Lo showbusiness ha bruciato la vita di Andrea Antonelli

Antonelli correva nella categoria Supersport in una bufera di pioggia: il 25enne, come i suoi colleghi, andava alla cieca a 250 orari sull’asfalto di Mosca, sperando in una sorte amica. Improvvisamente gli ha girato le spalle: scivolato sull’asfalto e colpito alla testa da un’altra moto.

Ancora un lutto nello sport, di quelli che fanno male, di quelli che appena succedono ti viene voglia di dire “si poteva evitare”. Il MotoGp è ormai pieno di queste occasioni perdute, di vite spezzate da uno showbusiness che non ammette intromissioni, neppure quando le condizioni atmosferiche consiglierebbero di aspettare. Invece no, occorre andare sempre avanti, perché così chiedono le ferree regole del circuito, perché ai tifosi una gara sotto la pioggia piace eccome, e l’adrenalina di chi si gusta una gara dalla poltrona di casa, il cosiddetto consumatore finale (sportivo o appassionato è quasi troppo) oggi rischia di valere di più di una vita umana.

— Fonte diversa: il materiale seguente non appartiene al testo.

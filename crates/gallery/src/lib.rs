//! Gallery: relational consistency for a show-curation document store.
//!
//! Artworks, shows, locations and artists live in a schemaless document
//! store and reference each other through id fields and id arrays. The
//! store enforces none of those references. This crate is the layer that
//! keeps them mutually consistent when artworks are accepted, rejected,
//! moved, exhibited, created or deleted.
//!
//! # Core Principles
//!
//! - **One operation, one plan**: every change is computed in memory first and
//!   written as a single ordered set of field updates
//! - **Transactional when possible**: with a transactional store an operation
//!   commits atomically and is retried on conflict
//! - **Honest partial results**: missing secondary documents are reported as
//!   warnings instead of being silently skipped
//!
//! # Example
//!
//! ```no_run
//! use std::sync::Arc;
//! use gallery::{ConsistencyEngine, MemoryStore};
//!
//! let store = Arc::new(MemoryStore::load("gallery.json").unwrap());
//! let engine = ConsistencyEngine::new(store);
//!
//! let result = engine
//!     .accept_artist_into_show("a1", "s1", Some("l1"), &["A1", "A3"])
//!     .unwrap();
//! println!("Accepted: {:?}", result.accepted);
//! println!("Declined: {:?}", result.rejected);
//!
//! let report = engine.audit().unwrap();
//! assert!(report.is_clean());
//! ```

pub mod audit;
pub mod curation;
pub mod engine;
pub mod error;
pub mod model;
pub mod notify;
pub mod relation;
pub mod store;

pub use audit::{AuditReport, Severity, Violation, ViolationKind};
pub use curation::CurationOrderer;
pub use engine::{
    ArtistResult, AssignmentResult, ConsistencyEngine, EngineConfig, OrderResult,
    PartialApplicationWarning,
};
pub use error::{GalleryError, Result, StoreError};
pub use model::{
    Artist, ArtistRole, ArtistStatus, Artwork, Assignment, Location, NewArtwork, Show,
    ShowStatus, Transition,
};
pub use notify::{AcceptanceEvent, NotificationHook};
pub use relation::{IdList, Relation};
pub use store::{Collection, DocumentStore, MemoryStore, Predicate};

Andrea Antonelli correva ieri nella categoria Supersport in una bufera di pioggia: il 25enne, come i suoi colleghi andava alla cieca a 250 orari sull’asfalto di Mosca, sperando in una sorte amica, che improvvisamente ha girato il volto al ragazzo di Castiglione del Lago, colpito alla testa da un’altra moto. Poi si può discutere sulla dinamica, sul modo di correre e sulla tempestività dei soccorsi, persino sulle coincidenze tragiche che legano questo dramma a quello di Marco Simoncelli: resta il punto fermo di quel ragazzo a terra, con i medici attorno che scuotono il capo e con il papà Arnaldo che lo vede morire dai box, proprio come era accaduto a Paolo, padre del Sic.

Di fronte a tutto questo, diventa quasi offensiva la levata di scudi dei piloti, che ora s’indignano perché con quella pioggia non si vedeva nulla e ci si doveva fermare per tempo. Prima o poi qualcuno avrà il coraggio di ribellarsi prima e non dopo, all’arroganza e al cinismo di quello che alcuni chiamano ancora sport. Il paradosso è che Andrea non era una star del circuito, non godeva d’ingaggi milionari. Era la passione a farlo correre, una passione sana, che aveva paletti ben piantati, tanto è vero che aveva aderito come testimonial a una campagna sulla guida sicura, ma che alla fine è stata travolta, come la sua Kawasaki impazzita, in una nube d’acqua.

Dakar, Formula Uno, MotoGp: non sappiamo quando finirà questa mattanza, ma per favore non chiamiamola a tutti i costi sport. E se, come ha evidenziato bene ieri “La Stampa”, il motociclismo non potrà mai essere una disciplina sicura, con il destino pronto sempre a entrare in scena, questo non significa doverlo aiutare.